## Assignment
Filter the entries for the word "join". Copy each line that has it.

[Stored data entries]
Start of Block

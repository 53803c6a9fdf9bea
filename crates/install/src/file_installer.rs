//! Atomic placement of the executable into the bin directory
//!
//! The payload is written to a temporary file in the target directory,
//! synced, then renamed over the final path. A reader of `<bin_dir>/<name>`
//! sees either the previous file or the complete new one, never a partial
//! write.

use async_trait::async_trait;
use std::io::{Read, Write};
use std::path::{Path, PathBuf};
use tap_errors::{Error, InstallError};
use tap_hash::Sha256Digest;
use tokio::task;
use tracing::debug;

use crate::archive::Payload;

/// An executable that has been placed on disk
#[derive(Debug, Clone, PartialEq, Eq)]
pub struct InstalledArtifact {
    pub path: PathBuf,
    pub size: u64,
    /// Digest of the installed executable, not of the archive
    pub digest: Sha256Digest,
}

/// Capability to place an executable into a directory
#[async_trait]
pub trait FileInstaller: Send + Sync {
    /// Write `payload` to `target_dir/<payload.name>`
    ///
    /// # Errors
    ///
    /// Returns [`InstallError::FilesystemError`] on any write failure.
    async fn install_executable(
        &self,
        payload: &Payload,
        target_dir: &Path,
    ) -> Result<InstalledArtifact, Error>;
}

/// [`FileInstaller`] that writes through a temp file and renames into place
#[derive(Debug, Clone, Copy, Default)]
pub struct AtomicFileInstaller;

impl AtomicFileInstaller {
    #[must_use]
    pub fn new() -> Self {
        Self
    }
}

#[async_trait]
impl FileInstaller for AtomicFileInstaller {
    async fn install_executable(
        &self,
        payload: &Payload,
        target_dir: &Path,
    ) -> Result<InstalledArtifact, Error> {
        let payload = payload.clone();
        let target_dir = target_dir.to_path_buf();

        task::spawn_blocking(move || {
            let digest = Sha256Digest::from_data(&payload.bytes);
            let size = payload.bytes.len() as u64;
            let path = write_atomic(
                payload.bytes.as_slice(),
                &target_dir,
                &payload.name,
                payload.mode,
            )?;
            Ok(InstalledArtifact { path, size, digest })
        })
        .await
        .map_err(|e| InstallError::TaskError {
            message: format!("install task failed: {e}"),
        })?
    }
}

fn fs_error(operation: &str, path: &Path, err: &std::io::Error) -> Error {
    InstallError::FilesystemError {
        operation: operation.to_string(),
        path: path.display().to_string(),
        message: err.to_string(),
    }
    .into()
}

/// Copy `reader` to `target_dir/name` atomically with permission `mode`
///
/// The temporary file is removed on every error path.
///
/// # Errors
///
/// Returns [`InstallError::FilesystemError`] naming the failed operation.
pub fn write_atomic<R: Read>(
    mut reader: R,
    target_dir: &Path,
    name: &str,
    mode: u32,
) -> Result<PathBuf, Error> {
    std::fs::create_dir_all(target_dir).map_err(|e| fs_error("create_dir", target_dir, &e))?;

    let final_path = target_dir.join(name);
    let mut temp = tempfile::Builder::new()
        .prefix(&format!(".{name}."))
        .suffix(".tmp")
        .tempfile_in(target_dir)
        .map_err(|e| fs_error("create_temp", target_dir, &e))?;

    std::io::copy(&mut reader, temp.as_file_mut())
        .map_err(|e| fs_error("write", temp.path(), &e))?;
    temp.as_file_mut()
        .flush()
        .map_err(|e| fs_error("write", temp.path(), &e))?;

    set_mode(temp.as_file(), mode).map_err(|e| fs_error("set_permissions", temp.path(), &e))?;

    temp.as_file()
        .sync_all()
        .map_err(|e| fs_error("sync", temp.path(), &e))?;

    temp.persist(&final_path)
        .map_err(|e| fs_error("rename", &final_path, &e.error))?;

    debug!(path = %final_path.display(), mode = %format!("{mode:o}"), "installed executable");
    Ok(final_path)
}

#[cfg(unix)]
fn set_mode(file: &std::fs::File, mode: u32) -> std::io::Result<()> {
    use std::os::unix::fs::PermissionsExt;
    file.set_permissions(std::fs::Permissions::from_mode(mode))
}

#[cfg(not(unix))]
fn set_mode(_file: &std::fs::File, _mode: u32) -> std::io::Result<()> {
    Ok(())
}

#[cfg(test)]
mod tests {
    use super::*;
    use std::io;

    /// Yields some bytes, then fails as if the process were interrupted
    struct InterruptedReader {
        sent: bool,
    }

    impl Read for InterruptedReader {
        fn read(&mut self, buf: &mut [u8]) -> io::Result<usize> {
            if self.sent {
                Err(io::Error::new(io::ErrorKind::BrokenPipe, "interrupted"))
            } else {
                self.sent = true;
                let chunk = b"#!/bin/sh\n# trunc";
                buf[..chunk.len()].copy_from_slice(chunk);
                Ok(chunk.len())
            }
        }
    }

    fn dir_entries(dir: &Path) -> Vec<String> {
        let mut names: Vec<String> = std::fs::read_dir(dir)
            .unwrap()
            .map(|e| e.unwrap().file_name().to_string_lossy().into_owned())
            .collect();
        names.sort();
        names
    }

    #[tokio::test]
    async fn test_install_executable_creates_dir_and_file() {
        let temp = tempfile::tempdir().unwrap();
        let bin = temp.path().join("prefix").join("bin");
        let payload = Payload {
            name: "notte".to_string(),
            bytes: b"binary".to_vec(),
            mode: 0o755,
        };

        let artifact = AtomicFileInstaller::new()
            .install_executable(&payload, &bin)
            .await
            .unwrap();

        assert_eq!(artifact.path, bin.join("notte"));
        assert_eq!(artifact.size, 6);
        assert_eq!(artifact.digest, Sha256Digest::from_data(b"binary"));
        assert_eq!(std::fs::read(&artifact.path).unwrap(), b"binary");
        assert_eq!(dir_entries(&bin), vec!["notte"]);

        #[cfg(unix)]
        {
            use std::os::unix::fs::PermissionsExt;
            let mode = std::fs::metadata(&artifact.path).unwrap().permissions().mode();
            assert_eq!(mode & 0o777, 0o755);
        }
    }

    #[test]
    fn test_overwrites_existing_binary() {
        let temp = tempfile::tempdir().unwrap();
        std::fs::write(temp.path().join("notte"), b"old").unwrap();

        write_atomic(&b"new"[..], temp.path(), "notte", 0o755).unwrap();
        assert_eq!(std::fs::read(temp.path().join("notte")).unwrap(), b"new");
    }

    #[test]
    fn test_interrupted_write_keeps_previous_version() {
        let temp = tempfile::tempdir().unwrap();
        let target = temp.path().join("notte");
        std::fs::write(&target, b"old version").unwrap();

        let err = write_atomic(InterruptedReader { sent: false }, temp.path(), "notte", 0o755)
            .unwrap_err();

        assert!(matches!(
            err,
            Error::Install(InstallError::FilesystemError { ref operation, .. }) if operation == "write"
        ));
        assert_eq!(std::fs::read(&target).unwrap(), b"old version");
        assert_eq!(dir_entries(temp.path()), vec!["notte"]);
    }

    #[test]
    fn test_interrupted_write_leaves_nothing_when_absent() {
        let temp = tempfile::tempdir().unwrap();

        assert!(write_atomic(InterruptedReader { sent: false }, temp.path(), "notte", 0o755).is_err());
        assert!(dir_entries(temp.path()).is_empty());
    }

    #[cfg(unix)]
    #[test]
    fn test_unwritable_dir_is_filesystem_error() {
        use std::os::unix::fs::PermissionsExt;

        let temp = tempfile::tempdir().unwrap();
        let locked = temp.path().join("locked");
        std::fs::create_dir(&locked).unwrap();
        std::fs::set_permissions(&locked, std::fs::Permissions::from_mode(0o555)).unwrap();

        // Root ignores directory permissions; nothing to assert there.
        let canary = locked.join(".canary");
        if std::fs::write(&canary, b"").is_ok() {
            return;
        }

        let err = write_atomic(&b"x"[..], &locked, "notte", 0o755).unwrap_err();
        assert!(matches!(
            err,
            Error::Install(InstallError::FilesystemError { .. })
        ));
        assert_eq!(err.failure_kind().exit_code(), 5);
    }
}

End of Block

## Task result
    let final_path = target_dir.join(name);
        let bin = temp.path().join("prefix").join("bin");
        assert_eq!(artifact.path, bin.join("notte"));
        std::fs::write(temp.path().join("notte"), b"old").unwrap();
        assert_eq!(std::fs::read(temp.path().join("notte")).unwrap(), b"new");
        let target = temp.path().join("notte");
        let locked = temp.path().join("locked");
        let canary = locked.join(".canary");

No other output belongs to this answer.